### Assignment
Wherever the string "Result" shows up in the material below, copy that line.

### Available data
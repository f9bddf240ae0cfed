// Copyright (C) 2025 Jeremy J. Carroll. See LICENSE for details.

//! Tableau tuples with a fixed residue sequence.
//!
//! Without a shape, standard tableau tuples are grown from the empty tuple:
//! entry `m` goes into each addable cell whose residue is the `m`-th
//! residue of the sequence. With a shape, the shape is peeled instead: the
//! largest entry left comes out of each removable cell of matching residue.
//! Both searches run on [`SearchEngine`], so iteration is lazy and can be
//! abandoned at any point.
//!
//! Row standard tableau tuples of a shape are the standard tableau tuples
//! of the shape with every row split off into its own component, the charge
//! of row `r` of component `k` being `multicharge[k] - r`. Without a shape,
//! every partition tuple of the right level and size whose block matches
//! the residue sequence is tried in turn.

use super::search::{SearchEngine, SearchProblem};
use super::TableauFamily;
use crate::error::{Result, TableauError};
use crate::residue::{check_multicharge, reduce, ResidueSequence};
use crate::shape::{partition_tuples, Cell, PartitionTuple, PartitionTuples};
use crate::stats::{Counters, Statistics};
use crate::tableau::Tableau;
use crate::tuple::{RowStandardTableauTuple, StandardTableauTuple, TableauTuple};
use std::collections::BTreeMap;

/// Grow a standard tableau tuple one entry at a time.
#[derive(Debug)]
struct AddableSearch {
    e: usize,
    multicharge: Vec<i64>,
    residues: Vec<i64>,
    components: Vec<Tableau>,
    placed: usize,
}

impl AddableSearch {
    fn new(residue: &ResidueSequence) -> Self {
        Self {
            e: residue.e(),
            multicharge: residue.multicharge().to_vec(),
            residues: residue.residues().to_vec(),
            components: vec![Tableau::empty(); residue.level()],
            placed: 0,
        }
    }
}

impl SearchProblem for AddableSearch {
    type Move = Cell;
    type Solution = TableauTuple;

    fn candidates(&mut self, stats: &mut Statistics) -> Vec<Cell> {
        let target = self.residues[self.placed];
        let shape = PartitionTuple::from_components_unchecked(
            self.components.iter().map(Tableau::shape).collect(),
        );
        let mut cells = Vec::new();
        for cell in shape.addable_cells() {
            stats.increment_counter(Counters::CellsTried);
            if reduce(self.e, cell.content(self.multicharge[cell.component])) == target {
                cells.push(cell);
            } else {
                stats.increment_counter(Counters::ResidueMismatches);
            }
        }
        cells
    }

    fn apply(&mut self, cell: Cell) {
        self.placed += 1;
        self.components[cell.component].push_entry(cell.row, self.placed);
    }

    fn undo(&mut self, cell: Cell) {
        self.components[cell.component].pop_entry(cell.row);
        self.placed -= 1;
    }

    fn is_complete(&self) -> bool {
        self.placed == self.residues.len()
    }

    fn solution(&self) -> TableauTuple {
        TableauTuple::from_components_unchecked(self.components.clone())
    }
}

/// Empty a fixed shape one cell at a time, largest entry first.
///
/// The solution is the filled grid, component by component.
#[derive(Debug)]
struct RemovableSearch {
    e: usize,
    charges: Vec<i64>,
    residues: Vec<i64>,
    /// Row lengths of the full shape.
    parts: Vec<Vec<usize>>,
    /// Row lengths still to be emptied.
    remaining: Vec<Vec<usize>>,
    /// `cells[i]` holds the entry `n - i`.
    cells: Vec<Cell>,
}

impl RemovableSearch {
    fn new(e: usize, charges: Vec<i64>, residues: Vec<i64>, parts: Vec<Vec<usize>>) -> Self {
        Self {
            e,
            charges,
            residues,
            remaining: parts.clone(),
            parts,
            cells: Vec::new(),
        }
    }
}

impl SearchProblem for RemovableSearch {
    type Move = Cell;
    type Solution = Vec<Vec<Vec<usize>>>;

    fn candidates(&mut self, stats: &mut Statistics) -> Vec<Cell> {
        let target = self.residues[self.residues.len() - self.cells.len() - 1];
        let mut cells = Vec::new();
        for (k, rows) in self.remaining.iter().enumerate() {
            for (r, &len) in rows.iter().enumerate() {
                if len == 0 || rows.get(r + 1).is_some_and(|&next| next == len) {
                    continue;
                }
                stats.increment_counter(Counters::CellsTried);
                let cell = Cell::new(k, r, len - 1);
                if reduce(self.e, cell.content(self.charges[k])) == target {
                    cells.push(cell);
                } else {
                    stats.increment_counter(Counters::ResidueMismatches);
                }
            }
        }
        cells
    }

    fn apply(&mut self, cell: Cell) {
        self.remaining[cell.component][cell.row] -= 1;
        self.cells.push(cell);
    }

    fn undo(&mut self, cell: Cell) {
        self.remaining[cell.component][cell.row] += 1;
        self.cells.pop();
    }

    fn is_complete(&self) -> bool {
        self.cells.len() == self.residues.len()
    }

    fn solution(&self) -> Vec<Vec<Vec<usize>>> {
        let n = self.residues.len();
        let mut grid: Vec<Vec<Vec<usize>>> = self
            .parts
            .iter()
            .map(|rows| rows.iter().map(|&len| vec![0; len]).collect())
            .collect();
        for (i, cell) in self.cells.iter().enumerate() {
            grid[cell.component][cell.row][cell.column] = n - i;
        }
        grid
    }
}

fn check_shape(residue: &ResidueSequence, shape: Option<&PartitionTuple>) -> Result<()> {
    let Some(shape) = shape else {
        return Ok(());
    };
    check_multicharge(residue.multicharge(), shape.level())?;
    if shape.size() != residue.size() {
        return Err(TableauError::ResidueShapeMismatch {
            residues: residue.size(),
            shape: shape.size(),
        });
    }
    Ok(())
}

fn parts(shape: &PartitionTuple) -> Vec<Vec<usize>> {
    shape.components().iter().map(|p| p.parts().to_vec()).collect()
}

fn has_residues(t: &RowStandardTableauTuple, residue: &ResidueSequence) -> bool {
    t.residue_sequence(residue.e(), residue.multicharge())
        .is_ok_and(|found| found == *residue)
}

fn matches_target(
    t: &TableauTuple,
    residue: &ResidueSequence,
    shape: Option<&PartitionTuple>,
) -> bool {
    t.level() == residue.level()
        && t.size() == residue.size()
        && shape.map_or(true, |mu| t.shape() == *mu)
}

/// The standard tableau tuples with a given residue sequence, and of a
/// given shape if there is one.
///
/// ```
/// use tableau_tuples::enumerate::TableauFamily;
/// use tableau_tuples::residue::ResidueSequence;
///
/// let res = ResidueSequence::new(3, vec![0, 1], vec![0, 2, 1, 1]).unwrap();
/// let family = res.standard_tableaux(None).unwrap();
/// assert_eq!(family.cardinality(), Some(6));
/// ```
#[derive(Debug, Clone, PartialEq, Eq)]
pub struct StandardResidueTableaux {
    residue: ResidueSequence,
    shape: Option<PartitionTuple>,
}

impl StandardResidueTableaux {
    /// Fails when the shape does not fit the residue sequence.
    pub fn new(residue: ResidueSequence, shape: Option<PartitionTuple>) -> Result<Self> {
        check_shape(&residue, shape.as_ref())?;
        crate::trace!("[ResidueSearch] standard tableaux with {}", residue);
        Ok(Self { residue, shape })
    }

    pub fn residue(&self) -> &ResidueSequence {
        &self.residue
    }

    pub fn shape(&self) -> Option<&PartitionTuple> {
        self.shape.as_ref()
    }

    pub fn iter(&self) -> StandardResidueIter {
        let search = match &self.shape {
            None => Search::Addable(SearchEngine::new(AddableSearch::new(&self.residue))),
            Some(shape) => Search::Removable(SearchEngine::new(RemovableSearch::new(
                self.residue.e(),
                self.residue.multicharge().to_vec(),
                self.residue.residues().to_vec(),
                parts(shape),
            ))),
        };
        StandardResidueIter { search }
    }
}

impl TableauFamily for StandardResidueTableaux {
    type Item = StandardTableauTuple;

    fn iter(&self) -> Box<dyn Iterator<Item = StandardTableauTuple> + '_> {
        Box::new(StandardResidueTableaux::iter(self))
    }

    fn contains(&self, t: &TableauTuple) -> bool {
        matches_target(t, &self.residue, self.shape.as_ref())
            && StandardTableauTuple::new(t.clone())
                .is_ok_and(|s| has_residues(&s, &self.residue))
    }

    /// The first member; the search is not run any further.
    fn an_element(&self) -> Option<StandardTableauTuple> {
        self.first()
    }
}

impl<'a> IntoIterator for &'a StandardResidueTableaux {
    type Item = StandardTableauTuple;
    type IntoIter = StandardResidueIter;

    fn into_iter(self) -> StandardResidueIter {
        self.iter()
    }
}

enum Search {
    Addable(SearchEngine<AddableSearch>),
    Removable(SearchEngine<RemovableSearch>),
}

/// Iterator for [`StandardResidueTableaux`].
pub struct StandardResidueIter {
    search: Search,
}

impl StandardResidueIter {
    /// Counters for the search so far.
    pub fn stats(&self) -> Statistics {
        match &self.search {
            Search::Addable(engine) => engine.stats().clone(),
            Search::Removable(engine) => engine.stats().clone(),
        }
    }
}

impl Iterator for StandardResidueIter {
    type Item = StandardTableauTuple;

    fn next(&mut self) -> Option<StandardTableauTuple> {
        let found = match &mut self.search {
            Search::Addable(engine) => engine.next_solution(),
            Search::Removable(engine) => engine.next_solution().map(|grid| {
                TableauTuple::from_components_unchecked(
                    grid.into_iter().map(Tableau::from_rows_unchecked).collect(),
                )
            }),
        };
        if found.is_none() {
            crate::trace!("[ResidueSearch] exhausted: {}", self.stats());
        }
        found.map(StandardTableauTuple::new_unchecked)
    }
}

/// The row standard tableau tuples with a given residue sequence, and of a
/// given shape if there is one.
///
/// ```
/// use tableau_tuples::residue::ResidueSequence;
///
/// let res = ResidueSequence::new(3, vec![0, 1], vec![2, 0, 1, 1]).unwrap();
/// let family = res.row_standard_tableaux(None).unwrap();
/// let first = family.iter().next().unwrap();
/// assert_eq!(first.to_string(), "([[2, 4], [1], [3]], [])");
/// ```
#[derive(Debug, Clone, PartialEq, Eq)]
pub struct RowStandardResidueTableaux {
    residue: ResidueSequence,
    shape: Option<PartitionTuple>,
}

impl RowStandardResidueTableaux {
    /// Fails when the shape does not fit the residue sequence.
    pub fn new(residue: ResidueSequence, shape: Option<PartitionTuple>) -> Result<Self> {
        check_shape(&residue, shape.as_ref())?;
        crate::trace!("[ResidueSearch] row standard tableaux with {}", residue);
        Ok(Self { residue, shape })
    }

    pub fn residue(&self) -> &ResidueSequence {
        &self.residue
    }

    pub fn shape(&self) -> Option<&PartitionTuple> {
        self.shape.as_ref()
    }

    pub fn iter(&self) -> RowStandardResidueIter {
        let mut iter = RowStandardResidueIter {
            residue: self.residue.clone(),
            block: self.residue.block(),
            shapes: None,
            current: None,
            row_counts: Vec::new(),
            stats: Statistics::new(),
        };
        match &self.shape {
            Some(shape) => iter.start(shape),
            None => {
                iter.shapes = Some(partition_tuples(self.residue.level(), self.residue.size()))
            }
        }
        iter
    }
}

impl TableauFamily for RowStandardResidueTableaux {
    type Item = RowStandardTableauTuple;

    fn iter(&self) -> Box<dyn Iterator<Item = RowStandardTableauTuple> + '_> {
        Box::new(RowStandardResidueTableaux::iter(self))
    }

    fn contains(&self, t: &TableauTuple) -> bool {
        matches_target(t, &self.residue, self.shape.as_ref())
            && RowStandardTableauTuple::new(t.clone())
                .is_ok_and(|s| has_residues(&s, &self.residue))
    }

    /// The first member; the search is not run any further.
    fn an_element(&self) -> Option<RowStandardTableauTuple> {
        self.first()
    }
}

impl<'a> IntoIterator for &'a RowStandardResidueTableaux {
    type Item = RowStandardTableauTuple;
    type IntoIter = RowStandardResidueIter;

    fn into_iter(self) -> RowStandardResidueIter {
        self.iter()
    }
}

/// Iterator for [`RowStandardResidueTableaux`].
pub struct RowStandardResidueIter {
    residue: ResidueSequence,
    block: BTreeMap<i64, usize>,
    shapes: Option<PartitionTuples>,
    current: Option<SearchEngine<RemovableSearch>>,
    /// Number of rows in each component of the current shape.
    row_counts: Vec<usize>,
    /// Counters of the searches already finished.
    stats: Statistics,
}

impl RowStandardResidueIter {
    /// Search the shape with every row as its own component.
    fn start(&mut self, shape: &PartitionTuple) {
        let mut charges = Vec::new();
        let mut rows = Vec::new();
        for (p, &charge) in shape.components().iter().zip(self.residue.multicharge()) {
            for (r, &len) in p.parts().iter().enumerate() {
                charges.push(charge - r as i64);
                rows.push(vec![len]);
            }
        }
        self.row_counts = shape.components().iter().map(|p| p.len()).collect();
        self.current = Some(SearchEngine::new(RemovableSearch::new(
            self.residue.e(),
            charges,
            self.residue.residues().to_vec(),
            rows,
        )));
    }

    /// Counters for the search so far, over every shape tried.
    pub fn stats(&self) -> Statistics {
        let mut stats = self.stats.clone();
        if let Some(engine) = &self.current {
            stats += engine.stats();
        }
        stats
    }
}

/// Put the single rows of a stretched grid back into their components.
fn regroup(grid: Vec<Vec<Vec<usize>>>, row_counts: &[usize]) -> TableauTuple {
    let mut rows = grid.into_iter().flatten();
    let components = row_counts
        .iter()
        .map(|&count| Tableau::from_rows_unchecked(rows.by_ref().take(count).collect()))
        .collect();
    TableauTuple::from_components_unchecked(components)
}

impl Iterator for RowStandardResidueIter {
    type Item = RowStandardTableauTuple;

    fn next(&mut self) -> Option<RowStandardTableauTuple> {
        loop {
            if let Some(engine) = &mut self.current {
                if let Some(grid) = engine.next_solution() {
                    return Some(RowStandardTableauTuple::new_unchecked(regroup(
                        grid,
                        &self.row_counts,
                    )));
                }
                self.stats += engine.stats();
                self.current = None;
            }
            let Some(shape) = self.shapes.as_mut().and_then(Iterator::next) else {
                crate::trace!("[ResidueSearch] exhausted: {}", self.stats);
                return None;
            };
            self.stats.increment_counter(Counters::ShapesTried);
            let block = shape.block(self.residue.e(), self.residue.multicharge());
            if block.ok().as_ref() != Some(&self.block) {
                self.stats.increment_counter(Counters::ShapesSkipped);
                continue;
            }
            self.start(&shape);
        }
    }
}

### Written reply
use crate::error::{Result, TableauError};
fn check_shape(residue: &ResidueSequence, shape: Option<&PartitionTuple>) -> Result<()> {
    pub fn new(residue: ResidueSequence, shape: Option<PartitionTuple>) -> Result<Self> {
    pub fn new(residue: ResidueSequence, shape: Option<PartitionTuple>) -> Result<Self> {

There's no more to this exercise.